* Task material:
---

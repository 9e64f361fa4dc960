//! GeoJSON reading via the `geojson` crate

use crate::crs::CRS;
use crate::error::{Error, Result};
use crate::vector::{AttributeValue, Feature, FeatureCollection};
use geojson::{GeoJson, JsonObject};
use std::path::Path;

/// Read a GeoJSON file into features plus the CRS declared by its legacy
/// `crs` member (EPSG:4326 when absent, as RFC 7946 prescribes).
pub fn read_geojson<P: AsRef<Path>>(path: P) -> Result<(FeatureCollection, CRS)> {
    let text = std::fs::read_to_string(path.as_ref())?;
    parse_geojson(&text)
}

pub(crate) fn parse_geojson(text: &str) -> Result<(FeatureCollection, CRS)> {
    let geojson: GeoJson = text.parse()?;

    let mut collection = FeatureCollection::new();
    let crs = match geojson {
        GeoJson::FeatureCollection(fc) => {
            let crs = declared_crs(fc.foreign_members.as_ref())?;
            for feature in fc.features {
                collection.push(convert_feature(feature)?);
            }
            crs
        }
        GeoJson::Feature(feature) => {
            let crs = declared_crs(feature.foreign_members.as_ref())?;
            collection.push(convert_feature(feature)?);
            crs
        }
        GeoJson::Geometry(geometry) => {
            let crs = declared_crs(geometry.foreign_members.as_ref())?;
            let geometry: geo_types::Geometry<f64> = geometry.try_into()?;
            collection.push(Feature::new(geometry));
            crs
        }
    };

    Ok((collection, crs))
}

fn convert_feature(feature: geojson::Feature) -> Result<Feature> {
    let geometry: Option<geo_types::Geometry<f64>> =
        feature.geometry.map(|g| g.try_into()).transpose()?;

    let id = feature.id.map(|id| match id {
        geojson::feature::Id::String(s) => s,
        geojson::feature::Id::Number(n) => n.to_string(),
    });

    let properties = feature
        .properties
        .unwrap_or_default()
        .iter()
        .map(|(k, v)| (k.clone(), AttributeValue::from(v)))
        .collect();

    Ok(Feature {
        geometry,
        properties,
        id,
    })
}

/// `"crs": {"type": "name", "properties": {"name": "..."}}`
fn declared_crs(members: Option<&JsonObject>) -> Result<CRS> {
    let Some(crs) = members.and_then(|m| m.get("crs")) else {
        return Ok(CRS::wgs84());
    };

    crs.get("properties")
        .and_then(|p| p.get("name"))
        .and_then(|n| n.as_str())
        .ok_or_else(|| Error::Vector(format!("Unrecognised crs member: {}", crs)))
        .and_then(CRS::parse)
}
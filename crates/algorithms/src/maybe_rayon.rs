//! Switch between rayon and plain iterators.
//!
//! With the `parallel` feature the rayon prelude is re-exported. Without it,
//! `into_par_iter()` resolves to `into_iter()` so call sites stay identical
//! and chains like `.flat_map().collect()` fall back to `Iterator`.

#[cfg(feature = "parallel")]
pub use rayon::prelude::*;

#[cfg(not(feature = "parallel"))]
mod sequential {
    /// Sequential mirror of `rayon::prelude::IntoParallelIterator`
    pub trait IntoParallelIterator {
        type Iter: Iterator<Item = Self::Item>;
        type Item;
        fn into_par_iter(self) -> Self::Iter;
    }

    impl<I: IntoIterator> IntoParallelIterator for I {
        type Iter = I::IntoIter;
        type Item = I::Item;

        fn into_par_iter(self) -> Self::Iter {
            self.into_iter()
        }
    }
}

#[cfg(not(feature = "parallel"))]
pub use sequential::*;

---

* What you need to do:
Transcription of the listing must be exact and complete.

* Solution below:
repository 9e64f361fa4dc960
//! GeoJSON reading via the `geojson` crate

use crate::crs::CRS;
use crate::error::{Error, Result};
use crate::vector::{AttributeValue, Feature, FeatureCollection};
use geojson::{GeoJson, JsonObject};
use std::path::Path;

/// Read a GeoJSON file into features plus the CRS declared by its legacy
/// `crs` member (EPSG:4326 when absent, as RFC 7946 prescribes).
pub fn read_geojson<P: AsRef<Path>>(path: P) -> Result<(FeatureCollection, CRS)> {
    let text = std::fs::read_to_string(path.as_ref())?;
    parse_geojson(&text)
}

pub(crate) fn parse_geojson(text: &str) -> Result<(FeatureCollection, CRS)> {
    let geojson: GeoJson = text.parse()?;

    let mut collection = FeatureCollection::new();
    let crs = match geojson {
        GeoJson::FeatureCollection(fc) => {
            let crs = declared_crs(fc.foreign_members.as_ref())?;
            for feature in fc.features {
                collection.push(convert_feature(feature)?);
            }
            crs
        }
        GeoJson::Feature(feature) => {
            let crs = declared_crs(feature.foreign_members.as_ref())?;
            collection.push(convert_feature(feature)?);
            crs
        }
        GeoJson::Geometry(geometry) => {
            let crs = declared_crs(geometry.foreign_members.as_ref())?;
            let geometry: geo_types::Geometry<f64> = geometry.try_into()?;
            collection.push(Feature::new(geometry));
            crs
        }
    };

    Ok((collection, crs))
}

fn convert_feature(feature: geojson::Feature) -> Result<Feature> {
    let geometry: Option<geo_types::Geometry<f64>> =
        feature.geometry.map(|g| g.try_into()).transpose()?;

    let id = feature.id.map(|id| match id {
        geojson::feature::Id::String(s) => s,
        geojson::feature::Id::Number(n) => n.to_string(),
    });

    let properties = feature
        .properties
        .unwrap_or_default()
        .iter()
        .map(|(k, v)| (k.clone(), AttributeValue::from(v)))
        .collect();

    Ok(Feature {
        geometry,
        properties,
        id,
    })
}

/// `"crs": {"type": "name", "properties": {"name": "..."}}`
fn declared_crs(members: Option<&JsonObject>) -> Result<CRS> {
    let Some(crs) = members.and_then(|m| m.get("crs")) else {
        return Ok(CRS::wgs84());
    };

    crs.get("properties")
        .and_then(|p| p.get("name"))
        .and_then(|n| n.as_str())
        .ok_or_else(|| Error::Vector(format!("Unrecognised crs member: {}", crs)))
        .and_then(CRS::parse)
}
filename crates/algorithms/src/maybe_rayon.rs
//! Switch between rayon and plain iterators.
//!
//! With the `parallel` feature the rayon prelude is re-exported. Without it,
//! `into_par_iter()` resolves to `into_iter()` so call sites stay identical
//! and chains like `.flat_map().collect()` fall back to `Iterator`.

#[cfg(feature = "parallel")]
pub use rayon::prelude::*;

#[cfg(not(feature = "parallel"))]
mod sequential {
    /// Sequential mirror of `rayon::prelude::IntoParallelIterator`
    pub trait IntoParallelIterator {
        type Iter: Iterator<Item = Self::Item>;
        type Item;
        fn into_par_iter(self) -> Self::Iter;
    }

    impl<I: IntoIterator> IntoParallelIterator for I {
        type Iter = I::IntoIter;
        type Item = I::Item;

        fn into_par_iter(self) -> Self::Iter {
            self.into_iter()
        }
    }
}

#[cfg(not(feature = "parallel"))]
pub use sequential::*;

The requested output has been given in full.